▼▼▼
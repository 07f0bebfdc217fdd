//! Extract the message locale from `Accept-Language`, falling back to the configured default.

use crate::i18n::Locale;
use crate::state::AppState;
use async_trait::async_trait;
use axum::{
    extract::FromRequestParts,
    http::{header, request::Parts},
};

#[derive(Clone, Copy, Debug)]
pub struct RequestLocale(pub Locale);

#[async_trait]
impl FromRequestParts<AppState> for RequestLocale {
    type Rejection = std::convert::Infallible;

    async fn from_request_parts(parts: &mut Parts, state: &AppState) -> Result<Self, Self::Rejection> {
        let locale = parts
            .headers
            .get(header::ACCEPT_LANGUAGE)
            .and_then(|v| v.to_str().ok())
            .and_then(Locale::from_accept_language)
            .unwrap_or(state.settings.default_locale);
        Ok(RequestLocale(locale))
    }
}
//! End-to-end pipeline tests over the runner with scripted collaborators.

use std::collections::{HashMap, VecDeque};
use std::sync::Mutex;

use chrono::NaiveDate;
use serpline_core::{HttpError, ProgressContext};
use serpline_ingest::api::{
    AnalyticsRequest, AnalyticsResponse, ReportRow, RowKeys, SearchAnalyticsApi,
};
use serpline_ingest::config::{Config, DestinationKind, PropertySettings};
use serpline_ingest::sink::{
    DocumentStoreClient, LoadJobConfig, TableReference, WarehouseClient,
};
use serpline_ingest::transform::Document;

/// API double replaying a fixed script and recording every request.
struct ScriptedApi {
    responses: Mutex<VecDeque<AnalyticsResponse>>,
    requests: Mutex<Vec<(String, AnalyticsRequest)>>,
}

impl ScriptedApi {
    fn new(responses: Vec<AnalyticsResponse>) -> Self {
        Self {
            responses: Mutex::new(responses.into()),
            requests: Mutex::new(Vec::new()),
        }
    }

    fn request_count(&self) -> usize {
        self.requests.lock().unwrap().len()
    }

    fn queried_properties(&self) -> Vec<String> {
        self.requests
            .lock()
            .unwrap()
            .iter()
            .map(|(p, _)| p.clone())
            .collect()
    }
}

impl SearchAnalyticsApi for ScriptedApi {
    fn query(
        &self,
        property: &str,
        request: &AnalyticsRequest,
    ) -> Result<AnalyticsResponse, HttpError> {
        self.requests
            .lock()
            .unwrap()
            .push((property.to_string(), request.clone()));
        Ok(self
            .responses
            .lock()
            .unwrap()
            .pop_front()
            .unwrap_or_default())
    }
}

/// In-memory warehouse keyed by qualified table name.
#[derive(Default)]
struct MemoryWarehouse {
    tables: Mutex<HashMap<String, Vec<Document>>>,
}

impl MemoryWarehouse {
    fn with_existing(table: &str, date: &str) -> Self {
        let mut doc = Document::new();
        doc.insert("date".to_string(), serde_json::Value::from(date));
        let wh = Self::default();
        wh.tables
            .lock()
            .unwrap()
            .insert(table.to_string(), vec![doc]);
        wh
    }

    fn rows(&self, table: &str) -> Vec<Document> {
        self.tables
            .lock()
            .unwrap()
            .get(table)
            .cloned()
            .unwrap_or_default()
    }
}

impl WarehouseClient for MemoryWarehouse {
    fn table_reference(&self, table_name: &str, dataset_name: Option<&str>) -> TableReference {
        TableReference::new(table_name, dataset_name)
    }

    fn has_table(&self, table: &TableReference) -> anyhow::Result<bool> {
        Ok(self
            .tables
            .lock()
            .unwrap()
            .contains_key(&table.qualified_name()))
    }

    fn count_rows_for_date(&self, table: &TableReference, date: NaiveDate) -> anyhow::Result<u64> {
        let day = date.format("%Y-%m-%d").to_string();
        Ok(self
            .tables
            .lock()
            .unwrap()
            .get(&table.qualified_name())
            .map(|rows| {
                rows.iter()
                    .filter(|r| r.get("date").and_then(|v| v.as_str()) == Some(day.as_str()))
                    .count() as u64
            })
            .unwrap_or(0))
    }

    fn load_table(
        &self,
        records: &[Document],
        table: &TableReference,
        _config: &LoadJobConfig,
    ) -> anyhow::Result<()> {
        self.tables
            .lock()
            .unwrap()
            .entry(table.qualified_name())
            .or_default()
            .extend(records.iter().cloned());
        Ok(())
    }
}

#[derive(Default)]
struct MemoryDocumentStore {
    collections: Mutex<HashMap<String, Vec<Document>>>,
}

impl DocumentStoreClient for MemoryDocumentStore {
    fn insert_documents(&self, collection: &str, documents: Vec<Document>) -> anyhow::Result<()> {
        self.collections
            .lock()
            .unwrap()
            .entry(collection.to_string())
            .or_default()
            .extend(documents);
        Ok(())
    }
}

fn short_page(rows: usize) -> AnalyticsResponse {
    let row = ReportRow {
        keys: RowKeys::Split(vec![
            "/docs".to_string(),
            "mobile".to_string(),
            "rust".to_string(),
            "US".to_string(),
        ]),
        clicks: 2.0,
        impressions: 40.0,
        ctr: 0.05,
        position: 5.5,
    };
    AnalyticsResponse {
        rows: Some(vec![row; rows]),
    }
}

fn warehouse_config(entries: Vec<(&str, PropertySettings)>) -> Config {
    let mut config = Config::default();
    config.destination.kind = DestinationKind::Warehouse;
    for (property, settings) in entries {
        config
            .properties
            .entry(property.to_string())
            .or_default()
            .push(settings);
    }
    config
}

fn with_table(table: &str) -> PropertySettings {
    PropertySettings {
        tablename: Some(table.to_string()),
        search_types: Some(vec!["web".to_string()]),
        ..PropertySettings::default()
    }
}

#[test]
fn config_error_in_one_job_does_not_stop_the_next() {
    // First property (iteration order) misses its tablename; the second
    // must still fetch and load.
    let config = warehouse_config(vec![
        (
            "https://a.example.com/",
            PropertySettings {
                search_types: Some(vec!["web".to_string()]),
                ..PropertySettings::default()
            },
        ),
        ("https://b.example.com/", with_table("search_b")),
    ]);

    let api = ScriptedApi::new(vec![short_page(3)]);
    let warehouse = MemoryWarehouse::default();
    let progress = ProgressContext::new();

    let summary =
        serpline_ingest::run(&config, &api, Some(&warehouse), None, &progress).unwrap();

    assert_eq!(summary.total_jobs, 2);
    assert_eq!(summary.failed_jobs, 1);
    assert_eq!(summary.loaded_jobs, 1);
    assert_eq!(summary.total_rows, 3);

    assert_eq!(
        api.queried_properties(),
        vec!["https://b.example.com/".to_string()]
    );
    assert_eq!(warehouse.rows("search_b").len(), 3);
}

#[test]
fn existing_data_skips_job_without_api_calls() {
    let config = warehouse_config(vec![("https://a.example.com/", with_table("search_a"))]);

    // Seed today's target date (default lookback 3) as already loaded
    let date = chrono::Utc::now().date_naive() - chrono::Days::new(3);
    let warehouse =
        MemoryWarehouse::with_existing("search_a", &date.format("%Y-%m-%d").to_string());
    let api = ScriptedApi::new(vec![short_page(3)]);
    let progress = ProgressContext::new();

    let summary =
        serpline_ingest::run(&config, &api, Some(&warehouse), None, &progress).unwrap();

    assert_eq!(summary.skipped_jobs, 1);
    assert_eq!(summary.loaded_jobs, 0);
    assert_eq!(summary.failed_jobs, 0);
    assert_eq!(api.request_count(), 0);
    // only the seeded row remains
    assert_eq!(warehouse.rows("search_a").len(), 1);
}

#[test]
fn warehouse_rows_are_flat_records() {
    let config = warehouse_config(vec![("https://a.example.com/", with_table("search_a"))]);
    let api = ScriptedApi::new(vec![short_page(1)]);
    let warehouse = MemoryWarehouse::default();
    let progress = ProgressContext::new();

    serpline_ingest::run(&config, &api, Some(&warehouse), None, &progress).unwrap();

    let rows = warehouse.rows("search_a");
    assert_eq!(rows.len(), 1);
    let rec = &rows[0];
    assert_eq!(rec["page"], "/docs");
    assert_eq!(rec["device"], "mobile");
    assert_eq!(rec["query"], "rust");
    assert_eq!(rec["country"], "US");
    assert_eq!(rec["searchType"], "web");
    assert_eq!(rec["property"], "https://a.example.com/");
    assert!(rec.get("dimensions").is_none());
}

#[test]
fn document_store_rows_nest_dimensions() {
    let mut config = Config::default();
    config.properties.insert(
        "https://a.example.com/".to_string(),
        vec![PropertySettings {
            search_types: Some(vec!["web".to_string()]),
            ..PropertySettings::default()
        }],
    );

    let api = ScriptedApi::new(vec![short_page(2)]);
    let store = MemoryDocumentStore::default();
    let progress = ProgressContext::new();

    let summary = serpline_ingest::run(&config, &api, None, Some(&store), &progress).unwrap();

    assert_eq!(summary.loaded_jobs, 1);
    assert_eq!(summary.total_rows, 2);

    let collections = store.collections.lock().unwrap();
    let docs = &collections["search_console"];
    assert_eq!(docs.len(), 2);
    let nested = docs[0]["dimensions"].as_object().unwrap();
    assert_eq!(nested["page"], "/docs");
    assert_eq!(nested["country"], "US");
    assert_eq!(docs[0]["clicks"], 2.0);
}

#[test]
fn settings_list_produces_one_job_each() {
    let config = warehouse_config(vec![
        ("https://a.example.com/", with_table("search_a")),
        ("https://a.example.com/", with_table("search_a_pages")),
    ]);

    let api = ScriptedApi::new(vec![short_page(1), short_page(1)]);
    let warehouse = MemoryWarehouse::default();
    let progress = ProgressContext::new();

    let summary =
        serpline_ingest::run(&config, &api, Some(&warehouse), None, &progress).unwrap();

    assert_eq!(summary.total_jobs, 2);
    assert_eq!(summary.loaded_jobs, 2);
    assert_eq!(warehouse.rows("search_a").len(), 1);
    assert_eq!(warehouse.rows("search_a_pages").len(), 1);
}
▲▲▲
● **Exercise prompt**
Some lines of the records may hold the word "usize". How many do? Answer with a number and nothing else.

● **Response below**
2